SARKÖZI: Es ist beides. Man kann ja nur mit Kompromissen und Aufzeigen von Problemen weiterkommen. Wenn es Schwierigkeiten gibt, kann ich im Stillen vieles tun und arbeite mit vielen zusammen. Für mich gilt dabei immer der Leitspruch: Ich bin in Armut geboren, in Armut aufgewachsen, ich weiß genau, wie das ist.

Warum funktioniert es in Österreich mit den Roma besser?

SARKÖZI: Ich sage Ihnen etwas ganz Interessantes. Im Zuge des Aufnahmeverfahrens von Österreich war es für die EU ganz wichtig, dass in Österreich die Hausaufgaben für Minderheiten gemacht wurden. Wir wurden zum Beispiel durch Programme des AMS und des Wirtschaftsministeriums gefördert. Ich glaube, dass es für Franz Vranitzky leichter war, Österreichs EU-Aufnahmeantrag nach Brüssel zu schicken, weil wir vorher als Volksgruppe anerkannt wurden.
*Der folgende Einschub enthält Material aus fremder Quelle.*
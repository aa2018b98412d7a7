//! The outer save-file container: a leading SHA-1 digest over an
//! LZO1X-compressed blob, itself a small fixed header plus a
//! prefix-code-compressed field-record payload.
//!
//! Layout of the bytes handed to [`decode`] (and produced by [`encode`]):
//!
//! ```text
//! ┌────────────┬────────────────┬──────────────────────────────┐
//! │ SHA-1 (20) │ recovery byte  │ LZO1X-1 compressed inner blob │
//! └────────────┴────────────────┴──────────────────────────────┘
//! ```
//!
//! and the inner blob, once LZO-decompressed:
//!
//! ```text
//! ┌───────┬─────┬─────────┬─────┬──────┬────────────────────┬──────────┐
//! │ size  │ WSG │ version │ crc │ size2│ prefix-coded player│ 4 zeroes │
//! │ (u32) │ (3) │ (u32)   │(u32)│(u32) │                    │          │
//! └───────┴─────┴─────────┴─────┴──────┴────────────────────┴──────────┘
//! ```
//!
//! `version`/`crc`/`size2` share one byte order, chosen by which of the
//! two `version` encodings (`2` big-endian, or its byte-swap) the file
//! actually carries; `size` (the leading field) is always big-endian and,
//! per the reference tool, is written but never checked on decode.

use sha1::{Digest, Sha1};
use vaultsave_core::Endian;

use crate::error::{ContainerError, Result};

const DIGEST_LEN: usize = 20;
const WSG_MAGIC: &[u8; 3] = b"WSG";
const VERSION_BIG_ENDIAN: u32 = 2;
const VERSION_LITTLE_ENDIAN_SWAPPED: u32 = 0x0200_0000;

/// A byte stream recovery marker carried between the digest and the
/// LZO1X stream. The reference encoder's LZO wrapper always produces
/// (and strips) a constant leading byte here; we reproduce the same
/// container shape without routing the marker through the block
/// compressor itself — see `DESIGN.md` for the full rationale.
const RECOVERY_BYTE: u8 = 0xF0;

/// Decode a raw save-file container into its field-record payload bytes,
/// along with the byte order its header was written in.
///
/// Verifies the leading digest, the inner header's version/CRC, and
/// rejects console host-wrapper files (`CON `-prefixed) with a
/// descriptive error rather than a generic parse failure. The returned
/// [`Endian`] is the one later stages (the challenge-log codec in
/// particular) must also use — the container is the sole source of
/// truth for it, rather than a caller-supplied guess.
pub fn decode(data: &[u8]) -> Result<(Vec<u8>, Endian)> {
    if data.len() >= 4 && &data[..4] == b"CON " {
        return Err(ContainerError::HostWrapper);
    }
    if data.len() < DIGEST_LEN {
        return Err(ContainerError::TooShort { len: data.len() });
    }

    let digest = &data[..DIGEST_LEN];
    let mut hasher = Sha1::new();
    hasher.update(&data[DIGEST_LEN..]);
    let computed: [u8; DIGEST_LEN] = hasher.finalize().into();
    if digest != computed {
        return Err(ContainerError::DigestMismatch);
    }

    let compressed = &data[DIGEST_LEN..];
    let lzo_payload = compressed.get(1..).unwrap_or(&[]);
    let inner = vaultsave_lzo::decompress_block(lzo_payload, lzo_payload.len() * 3)?;

    if inner.len() < 19 {
        return Err(ContainerError::TooShort { len: inner.len() });
    }
    if &inner[4..7] != WSG_MAGIC {
        return Err(ContainerError::BadMagic);
    }

    let version_be = u32::from_be_bytes([inner[7], inner[8], inner[9], inner[10]]);
    let endian = match version_be {
        VERSION_BIG_ENDIAN => Endian::Big,
        VERSION_LITTLE_ENDIAN_SWAPPED => Endian::Little,
        other => return Err(ContainerError::UnknownVersion { version: other }),
    };

    let crc = endian.read_u32(&inner[11..15]);
    let player_len = endian.read_u32(&inner[15..19]) as usize;

    let player = vaultsave_prefix::decompress(&inner[19..], player_len)?;

    let computed_crc = vaultsave_core::Crc32::compute(&player);
    if computed_crc != crc {
        return Err(ContainerError::Core(vaultsave_core::CoreError::crc32_mismatch(crc, computed_crc)));
    }

    Ok((player, endian))
}

/// Encode field-record payload bytes into a full save-file container,
/// choosing `endian` for the inner header's version/CRC/size fields.
pub fn encode(player: &[u8], endian: Endian) -> Result<Vec<u8>> {
    let crc = vaultsave_core::Crc32::compute(player);

    let mut payload = vaultsave_prefix::compress(player)?;
    payload.extend_from_slice(&[0, 0, 0, 0]);

    let mut inner = Vec::with_capacity(19 + payload.len());
    let size_field = (payload.len() + 15) as u32;
    inner.extend_from_slice(&size_field.to_be_bytes());
    inner.extend_from_slice(WSG_MAGIC);
    // Always encode the literal version `2`; which of UnknownVersion's two
    // big-endian readings results depends only on `endian`.
    inner.extend_from_slice(&endian.write_u32(VERSION_BIG_ENDIAN));
    inner.extend_from_slice(&endian.write_u32(crc));
    inner.extend_from_slice(&endian.write_u32(player.len() as u32));
    inner.extend_from_slice(&payload);

    let compressed = vaultsave_lzo::compress_block(&inner);

    let mut out = Vec::with_capacity(DIGEST_LEN + 1 + compressed.len());
    let mut hasher = Sha1::new();
    let mut body = Vec::with_capacity(1 + compressed.len());
    body.push(RECOVERY_BYTE);
    body.extend_from_slice(&compressed);
    hasher.update(&body);
    let digest: [u8; DIGEST_LEN] = hasher.finalize().into();

    out.extend_from_slice(&digest);
    out.extend_from_slice(&body);
    Ok(out)
}
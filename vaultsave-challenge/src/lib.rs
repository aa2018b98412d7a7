//! # vaultsave-challenge
//!
//! Codec for the fixed-layout challenge-log block embedded in a player
//! record: a small header plus a run of 12-byte challenge entries, with
//! optional annotation against a [`vaultsave_data::ChallengeCatalog`].

#![warn(missing_docs)]
#![warn(clippy::all)]

pub mod block;
pub mod error;

pub use block::{ChallengeEntry, ChallengeLog, annotate, decode, encode};
pub use error::{ChallengeError, Result};
//! The set of mutations a single [`crate::apply`] call can perform.

use std::collections::HashSet;

/// Named unlock toggles, matching the reference tool's `--unlock` choices.
#[derive(Debug, Clone, Copy, PartialEq, Eq, Hash)]
pub enum Unlock {
    /// Unlock the Creature Slaughterdome.
    Slaughterdome,
    /// Unlock True Vault Hunter Mode.
    Tvhm,
    /// Unlock Ultimate Vault Hunter Mode (implies TVHM).
    Uvhm,
    /// Mark every non-level-specific challenge as unlocked/seen.
    Challenges,
    /// Unlock every black-market ammo SDU.
    Ammo,
}

/// Named challenge-value operations, matching `--challenges`.
#[derive(Debug, Clone, Copy, PartialEq, Eq, Hash)]
pub enum ChallengeOp {
    /// Reset every known challenge back to its starting value.
    Zero,
    /// Set every known challenge to one below its max.
    Max,
    /// Apply each challenge's bonus value, where it has one.
    Bonus,
}

/// A full description of the mutations to apply to a save's player
/// record. Every value option is `None`/empty by default, meaning
/// "leave this alone".
#[derive(Debug, Clone, Default)]
pub struct Config {
    /// Target character level.
    pub level: Option<u32>,

    /// Money (cash on hand).
    pub money: Option<u64>,
    /// Eridium (Game A's rare currency).
    pub eridium: Option<u64>,
    /// Moonstone (Game B's rare currency; shares a storage slot with
    /// `eridium`, matching the reference tool).
    pub moonstone: Option<u64>,
    /// Seraph Crystals.
    pub seraph: Option<u64>,
    /// Torgue Tokens.
    pub torgue: Option<u64>,

    /// Set every item/weapon's level. `Some(0)` means "use the
    /// character's current level" instead of a fixed value; `Some(n)`
    /// with `n > 0` sets a fixed level.
    pub itemlevels: Option<u32>,
    /// When set, `itemlevels` also updates items that are already above
    /// level 1 (the reference tool otherwise leaves those untouched and
    /// only logs a notice).
    pub forceitemlevels: bool,

    /// Overpower level to unlock (0..=10).
    pub oplevel: Option<u32>,

    /// Backpack size; rounded down to the nearest valid SDU count.
    pub backpack: Option<u32>,
    /// Bank size; rounded down to the nearest valid SDU count.
    pub bank: Option<u32>,
    /// Number of equippable weapon slots.
    pub gunslots: Option<u32>,

    /// Copy NVHM mission progress over TVHM and UVHM.
    pub copy_nvhm_missions: bool,

    /// Which unlock toggles to apply.
    pub unlock: HashSet<Unlock>,

    /// Set every black-market ammo pool to its maximum.
    pub maxammo: bool,

    /// Which challenge-value operations to apply.
    pub challenges: HashSet<ChallengeOp>,
    /// Reset any challenge whose total value looks like it has
    /// overflowed (>= 2,000,000,000) back to one above its max.
    pub fix_challenge_overflow: bool,

    /// New character name.
    pub name: Option<String>,
    /// New save-slot id (only applied if `> 0`).
    pub save_game_id: Option<u32>,
}

#[cfg(test)]
mod tests {
    use super::*;

    #[test]
    fn default_config_requests_nothing() {
        let config = Config::default();
        assert!(config.level.is_none());
        assert!(config.unlock.is_empty());
        assert!(config.challenges.is_empty());
        assert!(!config.maxammo);
        assert!(!config.fix_challenge_overflow);
    }

    #[test]
    fn unlock_and_challenge_ops_are_hashable() {
        let mut unlock = HashSet::new();
        unlock.insert(Unlock::Uvhm);
        unlock.insert(Unlock::Uvhm);
        assert_eq!(unlock.len(), 1);

        let mut ops = HashSet::new();
        ops.insert(ChallengeOp::Max);
        ops.insert(ChallengeOp::Bonus);
        assert_eq!(ops.len(), 2);
    }
}
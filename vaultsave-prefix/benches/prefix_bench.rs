//! Benchmarks for prefix-code tree construction and (de)coding throughput.

use criterion::{Criterion, black_box, criterion_group, criterion_main};
use vaultsave_prefix::{compress, decompress};

fn sample_data() -> Vec<u8> {
    let mut data = Vec::with_capacity(1 << 18);
    let mut x: u32 = 0xABCD_1234;
    for _ in 0..(1 << 18) {
        x = x.wrapping_mul(1103515245).wrapping_add(12345);
        data.push((x >> 24) as u8 % 40);
    }
    data
}

fn bench_compress(c: &mut Criterion) {
    let data = sample_data();
    c.bench_function("prefix_compress_256kb", |b| {
        b.iter(|| black_box(compress(black_box(&data)).unwrap()))
    });
}

fn bench_decompress(c: &mut Criterion) {
    let data = sample_data();
    let compressed = compress(&data).unwrap();
    c.bench_function("prefix_decompress_256kb", |b| {
        b.iter(|| black_box(decompress(black_box(&compressed), data.len()).unwrap()))
    });
}

criterion_group!(benches, bench_compress, bench_decompress);
criterion_main!(benches);
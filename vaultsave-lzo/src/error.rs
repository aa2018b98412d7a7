//! Error type for the block compressor.

use thiserror::Error;

/// Errors that can occur decompressing or compressing an LZO1X-1 block.
#[derive(Debug, Error)]
pub enum LzoError {
    /// The command-byte dispatch encountered a stream that ended where more
    /// bytes were expected.
    #[error("truncated LZO1X stream")]
    Truncated,

    /// A back-reference distance was zero or pointed further back than any
    /// data decoded so far.
    #[error("invalid back-reference distance {distance} (decoded so far: {produced})")]
    InvalidDistance {
        /// The distance encoded in the stream.
        distance: usize,
        /// Number of output bytes decoded so far.
        produced: usize,
    },

    /// A back-reference length was out of the range the format allows.
    #[error("invalid back-reference length {length}")]
    InvalidLength {
        /// The offending length.
        length: usize,
    },
}

/// Result type alias used throughout `vaultsave-lzo`.
pub type Result<T> = std::result::Result<T, LzoError>;

impl LzoError {
    /// Build a [`LzoError::Truncated`].
    pub fn truncated() -> Self {
        Self::Truncated
    }

    /// Build a [`LzoError::InvalidDistance`].
    pub fn invalid_distance(distance: usize, produced: usize) -> Self {
        Self::InvalidDistance { distance, produced }
    }

    /// Build a [`LzoError::InvalidLength`].
    pub fn invalid_length(length: usize) -> Self {
        Self::InvalidLength { length }
    }
}
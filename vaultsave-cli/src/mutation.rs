//! Translates parsed command-line flags into a [`vaultsave_mutate::Config`].

use std::collections::HashSet;

use vaultsave_data::GameProfile;
use vaultsave_mutate::Config;

use crate::cli::{Cli, SizeArg};

fn resolve_size(arg: SizeArg, max: u32) -> u32 {
    match arg {
        SizeArg::Max => max,
        SizeArg::Exact(n) => n,
    }
}

/// Build a mutation [`Config`] from the parsed CLI flags.
pub fn build_config(cli: &Cli, profile: &GameProfile) -> Config {
    Config {
        level: cli.level,
        money: cli.money,
        eridium: cli.eridium,
        moonstone: cli.moonstone,
        seraph: cli.seraph,
        torgue: cli.torgue,
        itemlevels: cli.itemlevels,
        forceitemlevels: cli.forceitemlevels,
        oplevel: cli.oplevel,
        backpack: cli.backpack.map(|s| resolve_size(s, profile.max_backpack_size)),
        bank: cli.bank.map(|s| resolve_size(s, profile.max_bank_size)),
        gunslots: cli.gunslots,
        copy_nvhm_missions: cli.copy_nvhm_missions,
        unlock: cli.unlock.iter().map(|u| (*u).into()).collect::<HashSet<_>>(),
        maxammo: cli.maxammo,
        challenges: cli.challenges.iter().map(|c| (*c).into()).collect::<HashSet<_>>(),
        fix_challenge_overflow: cli.fix_challenge_overflow,
        name: cli.name.clone(),
        save_game_id: cli.save_game_id,
    }
}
Nicht einmal die FPÖ hat sich damals dagegen gewehrt, trotz ihrer Ausländerfeindlichkeit, die aber eine ganz allgemeine ist.

Worauf sind Sie denn als Roma-Vertreter besonders stolz?

SARKÖZI: Dass es auch dank des von mir 1995 gegründeten Roma-Fonds in Oberwart und Umgebung keine Sonderschüler mehr gibt, dafür aber Facharbeiter und HAK-Abschlüsse. Außerdem habe ich nach erfolglosen Briefen an die Redaktion vor zehn Jahren durch ein späteres Gespräch mit Hans Dichand auf der Donauinsel erreicht, dass in der Kronen Zeitung "Zigeuner" nicht mehr geschrieben wird.

Sie verlangen seit Jahren, die EU sollte einen eigenen Kommissar für Minderheiten installieren. Glauben Sie noch daran?

SARKÖZI: Unterstützung gibt es auch von politischer Seite. Der Herr Staatssekretär Reinhold Lopatka hat mir erst vor vierzehn Tagen einen Brief geschrieben, dass er das auch unterstützt. Und die EU-Sozialdemokraten helfen uns jetzt dabei auch.